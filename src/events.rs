//! Interrupt-driven sensor edge channel.
//!
//! Edges are produced by the PIR GPIO ISRs and consumed by a single task
//! that feeds them, one at a time, into the classifier.
//!
//! ```text
//! ┌─────────────┐  try_push  ┌──────────────────┐  next().await  ┌──────────────┐
//! │ PIR A ISR   │───────────▶│                  │───────────────▶│ Edge consumer│
//! │ PIR B ISR   │───────────▶│ EdgeChannel (50) │                │ (one event   │
//! └─────────────┘            └──────────────────┘                │  at a time)  │
//!                                                                └──────────────┘
//! ```
//!
//! Producers never wait: a full channel drops the edge and counts it.  The
//! classifier already tolerates missed edges through its reject-and-reset
//! path, so lossy delivery is acceptable here.

use core::sync::atomic::{AtomicU32, Ordering};

use embassy_sync::blocking_mutex::raw::CriticalSectionRawMutex;
use embassy_sync::channel::Channel;

use crate::fsm::states::EventId;

/// Maximum number of edges buffered between ISR and consumer.
pub const EDGE_CHANNEL_DEPTH: usize = 50;

pub struct EdgeChannel {
    channel: Channel<CriticalSectionRawMutex, EventId, EDGE_CHANNEL_DEPTH>,
    dropped: AtomicU32,
}

impl EdgeChannel {
    pub const fn new() -> Self {
        Self {
            channel: Channel::new(),
            dropped: AtomicU32::new(0),
        }
    }

    /// Queue an edge without blocking.
    ///
    /// Safe to call from ISR context: it takes a critical section and never
    /// logs or allocates.  Returns `false` if the edge was dropped.
    pub fn try_push(&self, event: EventId) -> bool {
        if self.channel.try_send(event).is_ok() {
            true
        } else {
            self.dropped.fetch_add(1, Ordering::Relaxed);
            false
        }
    }

    /// Wait for the next edge.
    pub async fn next(&self) -> EventId {
        self.channel.receive().await
    }

    pub fn try_next(&self) -> Option<EventId> {
        self.channel.try_receive().ok()
    }

    /// Edges dropped because the channel was full.
    pub fn dropped(&self) -> u32 {
        self.dropped.load(Ordering::Relaxed)
    }

    pub fn len(&self) -> usize {
        self.channel.len()
    }

    pub fn is_empty(&self) -> bool {
        self.channel.is_empty()
    }
}

impl core::fmt::Debug for EdgeChannel {
    fn fmt(&self, f: &mut core::fmt::Formatter<'_>) -> core::fmt::Result {
        f.debug_struct("EdgeChannel")
            .field("len", &self.len())
            .field("dropped", &self.dropped())
            .finish()
    }
}

impl Default for EdgeChannel {
    fn default() -> Self {
        Self::new()
    }
}

/// Event consumer task: suspend until an edge arrives, hand it to
/// `handler`, repeat.  Only one edge is ever in flight.
pub async fn consume_edges(edges: &EdgeChannel, mut handler: impl FnMut(EventId)) -> ! {
    loop {
        let event = edges.next().await;
        handler(event);
    }
}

> **Instructions for the task**
Using the records above, please retype only the run of lines from the line holding "arrives, hand it to" through the last line, both ends included.

> **Response**
/// Event consumer task: suspend until an edge arrives, hand it to
/// `handler`, repeat.  Only one edge is ever in flight.
pub async fn consume_edges(edges: &EdgeChannel, mut handler: impl FnMut(EventId)) -> ! {
    loop {
        let event = edges.next().await;
        handler(event);
    }
}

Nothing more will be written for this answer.